La question du Temple et celle du culte mosaïque peuvent-elles être séparées de l’observance de la Loi ? Il ne semble pas que jusqu’en 135 les juifs chrétiens se soient d’eux-mêmes séparés de l’un et de l’autre : ils étaient pour eux compatibles avec leur foi. Il nous semble qu’il y a là un chantier encore à débroussailler, en conservant à l’esprit le mystère du récit de la Transfiguration, où « l’assemblée messianique qu’il [Jésus] vient de fonder sur Pierre est d’abord celle du peuple d’Israël » (p. 72) et l’opinion de saint Thomas que l’Ancien testament et le Nouveau sont « simultanément » des figures des réalités célestes (p. 172, Thomas d’Aquin, Quodlibet VII, a. 2, c.). Même si l’on peut penser d’un point de vue chrétien que la liturgie chrétienne est davantage en rapport avec la réalité du Royaume que celle du Temple, figure plus éloignée mais pas moins intrinsèquement conforme (ce en quoi elle peut être aussi préfiguration de la liturgie chrétienne).
 
Le dossier patristique à charge est de nature à disqualifier en grande partie la ou les théologies des Pères, et bien au-delà, en vertu du caractère organique des éléments de la foi. Il s’agit donc d’être prudent et patient.

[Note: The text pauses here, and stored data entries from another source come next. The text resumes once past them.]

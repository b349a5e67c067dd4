//! # beacon-daemon
//!
//! Scans for BLE beacons, debounces presence of paired devices and emits
//! automation triggers.
//!
//! ## Running
//!
//! ```bash
//! # Replay a capture (no Bluetooth hardware needed)
//! cargo run --package beacon-daemon -- --replay capture.jsonl discover
//!
//! # Live scanning on Linux
//! cargo run --package beacon-daemon --features bluetooth -- run
//! ```

#![forbid(unsafe_code)]
#![warn(clippy::all, clippy::pedantic, clippy::nursery)]

use std::path::{Path, PathBuf};
use std::process::ExitCode;

use anyhow::Context;
use beacon_core::config::default_config_path;
use beacon_core::{BeaconError, IdentityKey, ProfileStore, ScanService};
use beacon_daemon::logging::{self, LogOptions};
use beacon_daemon::{load_config, open_source, Daemon, DaemonState, LogSink};
use clap::{Parser, Subcommand};
use tracing::{error, info};

/// BLE beacon presence daemon
#[derive(Parser)]
#[command(name = "beacon-daemon", version, about)]
struct Cli {
    /// Configuration file
    #[arg(short, long, env = "BEACON_CONFIG")]
    config: Option<PathBuf>,

    /// Replay scan cycles from a JSON-lines capture instead of scanning
    #[arg(long, env = "BEACON_REPLAY")]
    replay: Option<PathBuf>,

    /// Append fired triggers to this JSON-lines file
    #[arg(long, env = "BEACON_TRIGGERS_FILE")]
    triggers_file: Option<PathBuf>,

    /// Production logging (JSON files plus compact stdout)
    #[arg(long, env = "BEACON_PRODUCTION")]
    production: bool,

    #[command(subcommand)]
    command: Option<Command>,
}

#[derive(Subcommand)]
enum Command {
    /// Scan continuously and track paired devices (default)
    Run,
    /// List nearby devices that can be paired
    Discover,
    /// Pair a discovered device
    Pair {
        /// Identity as printed by `discover`
        identity: IdentityKey,
    },
    /// Remove a paired device
    Unpair {
        /// Identity of the paired device
        identity: IdentityKey,
    },
    /// Re-read a paired device's metadata and update its stored profile
    Refresh {
        /// Identity of the paired device
        identity: IdentityKey,
    },
    /// List paired devices
    List,
}

#[tokio::main]
async fn main() -> ExitCode {
    let cli = Cli::parse();
    let config_path = cli.config.clone().unwrap_or_else(default_config_path);

    let config = match load_config(&config_path) {
        Ok(config) => config,
        Err(e) => {
            eprintln!("{e:#}");
            return ExitCode::FAILURE;
        }
    };

    if let Err(e) = logging::init(&LogOptions::from_config(&config.logging, cli.production)) {
        eprintln!("failed to initialize logging: {e:#}");
        return ExitCode::FAILURE;
    }

    let state = match DaemonState::open(&config_path, config) {
        Ok(state) => state,
        Err(e) => {
            error!("fatal: {e:#}");
            return ExitCode::FAILURE;
        }
    };

    match run(cli, state).await {
        Ok(()) => ExitCode::SUCCESS,
        Err(e) => {
            error!("fatal: {e:#}");
            ExitCode::FAILURE
        }
    }
}

async fn run(cli: Cli, mut state: DaemonState) -> anyhow::Result<()> {
    let replay = cli.replay.as_deref();

    match cli.command.unwrap_or(Command::Run) {
        Command::Run => {
            let sink = match &cli.triggers_file {
                Some(path) => LogSink::with_file(path)
                    .with_context(|| format!("opening {}", path.display()))?,
                None => LogSink::new(),
            };
            let source = open_source(replay).await?;
            let mut daemon = Daemon::new(state, source, Box::new(sink));
            daemon.run(shutdown_signal()).await;
            Ok(())
        }
        Command::Discover => {
            let mut service = ScanService::new(&state.config().scan);
            let source = open_source(replay).await?;
            let candidates = service
                .discover(source.as_ref(), &state.registry().paired_identities())
                .await?;
            for candidate in candidates {
                println!("{}\t{}", candidate.identity, candidate.name);
            }
            Ok(())
        }
        Command::Pair { identity } => {
            let mut service = ScanService::new(&state.config().scan);
            let source = open_source(replay).await?;
            let candidates = service
                .discover(source.as_ref(), &state.registry().paired_identities())
                .await?;
            let metadata = candidates
                .into_iter()
                .find(|candidate| candidate.identity == identity)
                .ok_or_else(|| BeaconError::DeviceNotFound(identity.to_string()))?;
            let device = state.registry_mut().pair(&metadata)?;
            println!("{}", serde_json::to_string_pretty(device)?);
            Ok(())
        }
        Command::Unpair { identity } => {
            let device = state.registry_mut().unpair(&identity)?;
            info!(device = %device.name, "Removed");
            Ok(())
        }
        Command::Refresh { identity } => refresh(&mut state, replay, &identity).await,
        Command::List => {
            for device in state.registry().devices() {
                let detected = device
                    .detected
                    .map_or("unknown", |detected| if detected { "present" } else { "absent" });
                println!("{}\t{}\t{detected}", device.identity, device.name);
            }
            Ok(())
        }
    }
}

async fn refresh(
    state: &mut DaemonState,
    replay: Option<&Path>,
    identity: &IdentityKey,
) -> anyhow::Result<()> {
    let stored = state
        .registry()
        .stored_profile(identity)
        .ok_or_else(|| BeaconError::DeviceNotPaired(identity.to_string()))?;

    let mut service = ScanService::new(&state.config().scan);
    let source = open_source(replay).await?;
    let delta = service
        .discover_and_refresh(source.as_ref(), identity, &stored)
        .await?;

    if delta.changed {
        state.registry_mut().apply_profile_delta(identity, &delta)?;
    }
    println!("{}", serde_json::to_string_pretty(&delta)?);
    Ok(())
}

async fn shutdown_signal() {
    if let Err(e) = tokio::signal::ctrl_c().await {
        error!(error = %e, "Failed to listen for shutdown signal");
        std::future::pending::<()>().await;
    }
    info!("Shutdown signal received");
}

La remise en cause, pour beaucoup, de leur exposition de l’histoire du salut appelle à dégager à nouveaux frais un « chemin historique de l’orthodoxie » (pour reprendre un titre du P. Alexandre Schmemann), où les Écrits de l’époque apostoliques (Didachè, Odes de Salomon, Homélies pseudo-clémentines, la Lettre à l’Église de Corinthe attribuée à Clément, le Pasteur d’Hermas – voir p. 142-144), les enseignements d’Irénée et saint Thomas pourraient constituer des repères plus solides.

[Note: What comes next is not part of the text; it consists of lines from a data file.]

//! Unified error types for the beacon core library.
//!
//! This module provides a unified error type [`BeaconError`] that covers all failure
//! modes across the crate. Each module also has its own specific error type
//! ([`ConfigError`](crate::config::ConfigError),
//! [`StorageError`](crate::storage::StorageError),
//! [`BluetoothError`](crate::bluetooth::BluetoothError)) for internal use.
//!
//! Decoding never fails: an unclassifiable frame is a [`BeaconKind::Unknown`]
//! beacon, not an error.
//!
//! [`BeaconKind::Unknown`]: crate::types::BeaconKind::Unknown
//!
//! # Example
//!
//! ```rust
//! use beacon_core::error::{BeaconError, Result};
//! use std::path::PathBuf;
//!
//! fn load_config(path: &PathBuf) -> Result<()> {
//!     if !path.exists() {
//!         return Err(BeaconError::ConfigNotFound(path.clone()));
//!     }
//!     Ok(())
//! }
//! ```

use std::path::PathBuf;
use thiserror::Error;

/// The unified error type for all beacon operations.
#[derive(Debug, Error)]
pub enum BeaconError {
    // =========================================================================
    // BLUETOOTH ERRORS
    // =========================================================================
    /// No Bluetooth adapter was found on this system.
    #[error(
        "No Bluetooth adapter found. Ensure Bluetooth hardware is present and drivers are loaded."
    )]
    BluetoothAdapterNotFound,

    /// The Bluetooth adapter exists but is powered off.
    #[error("Bluetooth adapter is powered off. Run 'bluetoothctl power on' to enable.")]
    BluetoothAdapterPoweredOff,

    /// Scanning failed or timed out.
    #[error("Bluetooth scan failed: {0}")]
    BluetoothScanFailed(String),

    // =========================================================================
    // DEVICE ERRORS
    // =========================================================================
    /// No pairable device was seen during discovery.
    #[error("No devices found. Ensure the beacon is powered on and within range.")]
    NoDevicesFound,

    /// The device was not seen in the current scan cycle.
    #[error("Device not found: '{0}'. Ensure the device is powered on and within range.")]
    DeviceNotFound(String),

    /// The device is not in the registry.
    #[error("Device is not paired: '{0}'")]
    DeviceNotPaired(String),

    /// The device is already in the registry.
    #[error("Device is already paired: '{0}'")]
    DeviceAlreadyPaired(String),

    /// A trigger could not be delivered.
    #[error("Failed to deliver trigger '{name}': {message}")]
    TriggerFailed {
        /// Trigger identifier.
        name: String,
        /// What went wrong.
        message: String,
    },

    // =========================================================================
    // CONFIGURATION ERRORS
    // =========================================================================
    /// The configuration file was not found at the expected path.
    #[error("Configuration file not found at: {}", .0.display())]
    ConfigNotFound(PathBuf),

    /// The configuration file exists but could not be parsed.
    #[error("Failed to parse configuration: {0}")]
    ConfigParseError(String),

    /// The configuration was parsed but contains invalid values.
    #[error("Configuration validation failed: {0}")]
    ConfigValidationError(String),

    // =========================================================================
    // PERSISTENCE & I/O ERRORS
    // =========================================================================
    /// An error occurred while persisting or reading data.
    #[error("Persistence error: {0}")]
    PersistenceError(String),
}

/// A specialized [`Result`] type for beacon operations.
pub type Result<T> = std::result::Result<T, BeaconError>;

/// Short alias for [`BeaconError`].
pub type Error = BeaconError;

impl BeaconError {
    /// Returns `true` if this error is related to Bluetooth operations.
    #[inline]
    #[must_use]
    pub const fn is_bluetooth_error(&self) -> bool {
        matches!(
            self,
            Self::BluetoothAdapterNotFound
                | Self::BluetoothAdapterPoweredOff
                | Self::BluetoothScanFailed(_)
        )
    }

    /// Returns `true` if this error concerns a device rather than the system.
    #[inline]
    #[must_use]
    pub const fn is_device_error(&self) -> bool {
        matches!(
            self,
            Self::NoDevicesFound
                | Self::DeviceNotFound(_)
                | Self::DeviceNotPaired(_)
                | Self::DeviceAlreadyPaired(_)
        )
    }

    /// Returns `true` if this error is related to configuration.
    #[inline]
    #[must_use]
    pub const fn is_config_error(&self) -> bool {
        matches!(
            self,
            Self::ConfigNotFound(_) | Self::ConfigParseError(_) | Self::ConfigValidationError(_)
        )
    }

    /// Returns `true` if this error is related to I/O or persistence.
    #[inline]
    #[must_use]
    pub const fn is_io_error(&self) -> bool {
        matches!(self, Self::PersistenceError(_))
    }

    /// Returns `true` if this error is likely to clear up on the next cycle.
    #[inline]
    #[must_use]
    pub const fn is_recoverable(&self) -> bool {
        matches!(
            self,
            Self::NoDevicesFound
                | Self::DeviceNotFound(_)
                | Self::BluetoothScanFailed(_)
                | Self::TriggerFailed { .. }
        )
    }

    /// Returns a machine-readable error code.
    #[inline]
    #[must_use]
    pub const fn error_code(&self) -> &'static str {
        match self {
            Self::BluetoothAdapterNotFound => "BLUETOOTH_ADAPTER_NOT_FOUND",
            Self::BluetoothAdapterPoweredOff => "BLUETOOTH_ADAPTER_POWERED_OFF",
            Self::BluetoothScanFailed(_) => "BLUETOOTH_SCAN_FAILED",
            Self::NoDevicesFound => "NO_DEVICES_FOUND",
            Self::DeviceNotFound(_) => "DEVICE_NOT_FOUND",
            Self::DeviceNotPaired(_) => "DEVICE_NOT_PAIRED",
            Self::DeviceAlreadyPaired(_) => "DEVICE_ALREADY_PAIRED",
            Self::TriggerFailed { .. } => "TRIGGER_FAILED",
            Self::ConfigNotFound(_) => "CONFIG_NOT_FOUND",
            Self::ConfigParseError(_) => "CONFIG_PARSE_ERROR",
            Self::ConfigValidationError(_) => "CONFIG_VALIDATION_ERROR",
            Self::PersistenceError(_) => "PERSISTENCE_ERROR",
        }
    }
}

// =============================================================================
// CONVERSIONS FROM MODULE-SPECIFIC ERRORS
// =============================================================================

impl From<crate::config::ConfigError> for BeaconError {
    fn from(err: crate::config::ConfigError) -> Self {
        use crate::config::ConfigError;
        match err {
            ConfigError::NotFound(path) => Self::ConfigNotFound(path.into()),
            ConfigError::WriteError { path, source } => {
                Self::PersistenceError(format!("Failed to write {path}: {source}"))
            }
            ConfigError::ParseError(e) => Self::ConfigParseError(e.to_string()),
            ConfigError::SerializeError(e) => Self::ConfigParseError(e.to_string()),
            ConfigError::ValidationError { field, message } => {
                Self::ConfigValidationError(format!("{field}: {message}"))
            }
            ConfigError::MultipleValidationErrors(errors) => {
                let messages: Vec<String> = errors.into_iter().map(|e| e.to_string()).collect();
                Self::ConfigValidationError(messages.join("; "))
            }
        }
    }
}

impl From<crate::storage::StorageError> for BeaconError {
    fn from(err: crate::storage::StorageError) -> Self {
        use crate::storage::StorageError;
        match err {
            StorageError::NotPaired(identity) => Self::DeviceNotPaired(identity),
            StorageError::AlreadyPaired(identity) => Self::DeviceAlreadyPaired(identity),
            StorageError::ReadError { path, source } => {
                Self::PersistenceError(format!("Failed to read {}: {source}", path.display()))
            }
            StorageError::WriteError { path, source } => {
                Self::PersistenceError(format!("Failed to write {}: {source}", path.display()))
            }
            StorageError::ParseError { path, source } => {
                Self::PersistenceError(format!("Failed to parse {}: {source}", path.display()))
            }
            StorageError::SerializeError(e) => Self::PersistenceError(e.to_string()),
            StorageError::CreateDirError { path, source } => Self::PersistenceError(format!(
                "Failed to create directory {}: {source}",
                path.display()
            )),
        }
    }
}

impl From<crate::bluetooth::BluetoothError> for BeaconError {
    fn from(err: crate::bluetooth::BluetoothError) -> Self {
        use crate::bluetooth::BluetoothError;
        match err {
            BluetoothError::AdapterNotFound => Self::BluetoothAdapterNotFound,
            BluetoothError::AdapterPoweredOff => Self::BluetoothAdapterPoweredOff,
            BluetoothError::ScanTimeout { duration_ms } => {
                Self::BluetoothScanFailed(format!("Scan timed out after {duration_ms} ms"))
            }
            BluetoothError::SessionInitFailed { message }
            | BluetoothError::DiscoveryFailed { message } => Self::BluetoothScanFailed(message),
            BluetoothError::ReplayFailed { path, message } => {
                Self::PersistenceError(format!("Failed to replay {}: {message}", path.display()))
            }
        }
    }
}

// =============================================================================
// TESTS
// =============================================================================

La clarification doit aussi venir d’une exégèse renouvelée faisant davantage droit aux apports araméens/syriaques susceptibles d’avoir conservé une tradition plus conforme à celle de l’Église des circoncis, en raison de l’appartenance à une langue et une mémoire commune, que les seuls apports grecs, naturellement en accointance avec l’Église des Gentils, ne peuvent garantir.
On s’aperçoit alors que le salut passe d’abord par un travail de réappropriation de nature historique, où il s’agit de se replonger dans les racines de l’Israël de Jésus, Christ, avec l’aide de la raison philosophique, mais pas a priori.